In such environments, thymos has nowhere to go except outward. The desire for dignity collapses into a demand for domination; the need to be seen mutates into the urge to make others disappear. What looks like ideological conflict is often better understood as a crisis of recognition under conditions that reward escalation and punish restraint.
Thus, how can we punish escalation and reward restraint?
Operationalizing this insight does not require suppressing the thymic urge—an impossible and counterproductive task—but somehow reshaping the environments in which it expresses itself. Let’s call this a healthy thymic ecology.
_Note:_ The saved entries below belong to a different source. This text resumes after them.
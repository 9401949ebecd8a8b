//! Clients for a running server.
//!
//! [`ChatClient`] speaks the WebSocket chat protocol used by `join`;
//! [`ApiClient`] wraps the HTTP API used by `register`, `create` and `rooms`.

mod api;

pub use api::ApiClient;

use futures::{SinkExt, StreamExt};
use thiserror::Error;
use tokio::io::{AsyncBufReadExt, BufReader};
use tokio::net::TcpStream;
use tokio_tungstenite::tungstenite::Message;
use tokio_tungstenite::{connect_async, MaybeTlsStream, WebSocketStream};
use tracing::debug;

use crate::chat::{Credentials, JoinRequest, ServerFrame};

/// Client-side errors.
#[derive(Error, Debug)]
pub enum ClientError {
    #[error("websocket error: {0}")]
    WebSocket(#[from] tokio_tungstenite::tungstenite::Error),

    #[error("HTTP error: {0}")]
    Http(#[from] reqwest::Error),

    /// The HTTP API answered with an error status.
    #[error("{detail} (HTTP {status})")]
    Api { status: u16, detail: String },

    /// The server refused the connection with an error frame.
    #[error("{code}: {reason}")]
    Rejected { code: String, reason: String },

    #[error("protocol error: {0}")]
    Protocol(String),

    #[error("connection closed")]
    Closed,

    #[error("I/O error: {0}")]
    Io(#[from] std::io::Error),
}

/// A joined chat connection.
pub struct ChatClient {
    ws: WebSocketStream<MaybeTlsStream<TcpStream>>,
    room_id: String,
    members: Vec<String>,
}

impl ChatClient {
    /// Connect, authenticate and join `room_id`.
    pub async fn connect(
        url: &str,
        username: &str,
        password: &str,
        room_id: &str,
    ) -> Result<Self, ClientError> {
        let (mut ws, _) = connect_async(url).await?;
        debug!("Connected to {}", url);

        let credentials = Credentials {
            username: username.to_string(),
            password: password.to_string(),
        };
        let join = JoinRequest {
            room_id: room_id.to_string(),
        };
        ws.send(Message::text(encode(&credentials)?)).await?;
        ws.send(Message::text(encode(&join)?)).await?;

        let mut client = Self {
            ws,
            room_id: String::new(),
            members: Vec::new(),
        };
        match client.next_frame().await? {
            Some(ServerFrame::Joined { room_id, members }) => {
                client.room_id = room_id;
                client.members = members;
                Ok(client)
            }
            Some(ServerFrame::Error { code, reason }) => Err(ClientError::Rejected { code, reason }),
            Some(other) => Err(ClientError::Protocol(format!("unexpected frame {other:?}"))),
            None => Err(ClientError::Closed),
        }
    }

    /// Room the server placed this client in.
    pub fn room_id(&self) -> &str {
        &self.room_id
    }

    /// Members present when the client joined, the client included.
    pub fn members(&self) -> &[String] {
        &self.members
    }

    /// Send a chat line.
    pub async fn send(&mut self, text: &str) -> Result<(), ClientError> {
        self.ws.send(Message::text(text)).await?;
        Ok(())
    }

    /// Wait for the next server frame. `None` once the server closed.
    pub async fn next_frame(&mut self) -> Result<Option<ServerFrame>, ClientError> {
        next_frame(&mut self.ws).await
    }

    /// Close the connection.
    pub async fn close(mut self) -> Result<(), ClientError> {
        self.ws.close(None).await?;
        Ok(())
    }

    /// Relay stdin lines to the room and print incoming frames until either
    /// side closes.
    pub async fn run_interactive(self) -> Result<(), ClientError> {
        let (mut tx, mut rx) = self.ws.split();
        let mut lines = BufReader::new(tokio::io::stdin()).lines();

        loop {
            tokio::select! {
                line = lines.next_line() => match line? {
                    Some(line) if line.trim().is_empty() => continue,
                    Some(line) => tx.send(Message::text(line)).await?,
                    None => {
                        tx.close().await?;
                        break;
                    }
                },
                frame = next_frame(&mut rx) => match frame? {
                    Some(frame) => {
                        if let Some(line) = format_frame(&frame) {
                            println!("{line}");
                        }
                    }
                    None => {
                        println!("Connection closed by server");
                        break;
                    }
                },
            }
        }
        Ok(())
    }
}

fn encode<T: serde::Serialize>(value: &T) -> Result<String, ClientError> {
    serde_json::to_string(value).map_err(|e| ClientError::Protocol(e.to_string()))
}

async fn next_frame<S>(stream: &mut S) -> Result<Option<ServerFrame>, ClientError>
where
    S: futures::Stream<Item = Result<Message, tokio_tungstenite::tungstenite::Error>> + Unpin,
{
    while let Some(msg) = stream.next().await {
        match msg? {
            Message::Text(text) => {
                let frame = serde_json::from_str(&text)
                    .map_err(|e| ClientError::Protocol(format!("bad frame: {e}")))?;
                return Ok(Some(frame));
            }
            Message::Close(_) => return Ok(None),
            _ => {}
        }
    }
    Ok(None)
}

/// Render a frame for the terminal.
pub fn format_frame(frame: &ServerFrame) -> Option<String> {
    match frame {
        ServerFrame::Message {
            sender,
            text,
            timestamp,
            ..
        } => Some(format!("[{}] {}: {}", display_time(timestamp), sender, text)),
        ServerFrame::MemberJoined { username, .. } => Some(format!("* {username} joined")),
        ServerFrame::MemberLeft { username, .. } => Some(format!("* {username} left")),
        ServerFrame::Error { code, reason } => Some(format!("! {code}: {reason}")),
        ServerFrame::Joined { .. } => None,
    }
}

fn display_time(timestamp: &str) -> String {
    chrono::DateTime::parse_from_rfc3339(timestamp)
        .map(|t| {
            t.with_timezone(&chrono::Local)
                .format("%Y-%m-%d %H:%M:%S")
                .to_string()
        })
        .unwrap_or_else(|_| timestamp.to_string())
}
When recognition is plural rather than monopolized, dignity ceases to be a scarce good. When humiliation invites a social cost rather than an ingroup prestige, grievance loses its accelerant. When escalation is slowed by norms, rituals, and social friction, emotions have time to cool and be reinterpreted. And when status can be earned along multiple, non-substitutable dimensions, victory in one domain no longer demands the annihilation of rivals in all others.
I admit that when I think about forming such a thymic ecology in the context of domestic politics, I become disheartened. The Devil, after all, is in the details.
And I don’t know what to do about the clash of ideological imperialists except to suggest something like a national divorce. Until then, we have to contain the temper tantrums from factions that want to humiliate each other.
While such a theory almost certainly recommends ways that political leaders ought to comport themselves, this is not a call for top-down social engineering. To develop a thymic ecology, we must figure out how to cultivate cultural, institutional, and normative conditions that redirect competitive energy without extinguishing it. Of course, decentralization helps. The aim can’t be perfect harmony, but managed rivalry. The goal is not consensus, but containment. Agreeing to disagree without the domination games.
Of course, it might involve experimenting with niches without inviting expansionist hostiles into our midst, or inviting commisars with guns and jails to force order—both of which seem to be the state of play in today’s America. But that’s an unlikely system change, which we said will come after cultural change.
Instead, we must wager that violence can be mitigated when dignity abounds, recognition is diversified, and the race for esteem no longer feeds on the humiliation of teams by other teams wearing different-colored shirts.